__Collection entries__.
◇ ◇ ◇ ◇ ◇

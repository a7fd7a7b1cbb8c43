//! Reading Service - chart and hexagram use cases

use std::sync::Mutex;

use rand::{rngs::StdRng, SeedableRng};
use tianji::{DomainError, FourPillarsChart, HexagramResult, Line};

/// Coin tosses come from the thread RNG unless a seed is configured,
/// in which case one seeded generator is shared by all requests.
pub struct ReadingService {
    seeded: Option<Mutex<StdRng>>,
}

impl ReadingService {
    pub fn new(coin_seed: Option<u64>) -> Self {
        Self {
            seeded: coin_seed.map(|seed| Mutex::new(StdRng::seed_from_u64(seed))),
        }
    }

    pub fn calculate_bazi(
        &self,
        year: i32,
        month: u32,
        day: u32,
        hour: u32,
    ) -> Result<FourPillarsChart, DomainError> {
        let chart = tianji::calculate_bazi(year, month, day, hour)?;
        tracing::info!(
            "📅 {} → {} ({})",
            chart.solar_date,
            chart.full_bazi,
            chart.lunar_date
        );
        Ok(chart)
    }

    /// Interpret supplied throws, or toss six new lines when none are given
    pub fn generate_hexagram(
        &self,
        throws: Option<&[Line]>,
    ) -> Result<HexagramResult, DomainError> {
        let result = match (throws, &self.seeded) {
            (Some(throws), _) => tianji::generate_hexagram_from_throws(throws)?,
            (None, Some(rng)) => {
                let mut rng = rng.lock().unwrap_or_else(|poisoned| poisoned.into_inner());
                tianji::generate_hexagram(&mut *rng)
            }
            (None, None) => tianji::generate_random_hexagram(),
        };

        tracing::info!(
            "☯️  {} → {} ({} changing)",
            result.main_hexagram.name,
            result.changed_hexagram.name,
            result.summary.total_changing_lines
        );
        Ok(result)
    }
}

#[cfg(test)]
mod tests {
    use super::*;

    #[test]
    fn test_seeded_service_is_reproducible() {
        let a = ReadingService::new(Some(42));
        let b = ReadingService::new(Some(42));

        for _ in 0..5 {
            let left = a.generate_hexagram(None).unwrap();
            let right = b.generate_hexagram(None).unwrap();
            assert_eq!(left.main_hexagram, right.main_hexagram);
            assert_eq!(left.changing_lines, right.changing_lines);
        }
    }

    #[test]
    fn test_supplied_throws_win_over_seed() {
        let service = ReadingService::new(Some(7));
        let original = service.generate_hexagram(None).unwrap();

        let replayed = service.generate_hexagram(Some(original.lines.as_slice())).unwrap();
        assert_eq!(replayed.main_hexagram, original.main_hexagram);
        assert_eq!(replayed.changed_hexagram, original.changed_hexagram);
    }

    #[test]
    fn test_calculate_bazi_delegates() {
        let service = ReadingService::new(None);
        let chart = service.calculate_bazi(1995, 5, 15, 10).unwrap();
        assert_eq!(chart.full_bazi, "乙亥 庚巳 丙申 乙巳");

        assert!(matches!(
            service.calculate_bazi(1995, 5, 15, 24),
            Err(DomainError::InvalidArgument(_))
        ));
    }
}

◇ ◇ ◇ ◇ ◇

__Work instructions__.
Scan the data above for the string "Option". Copy every line in which it appears.

__Reply__.
    seeded: Option<Mutex<StdRng>>,
    pub fn new(coin_seed: Option<u64>) -> Self {
        throws: Option<&[Line]>,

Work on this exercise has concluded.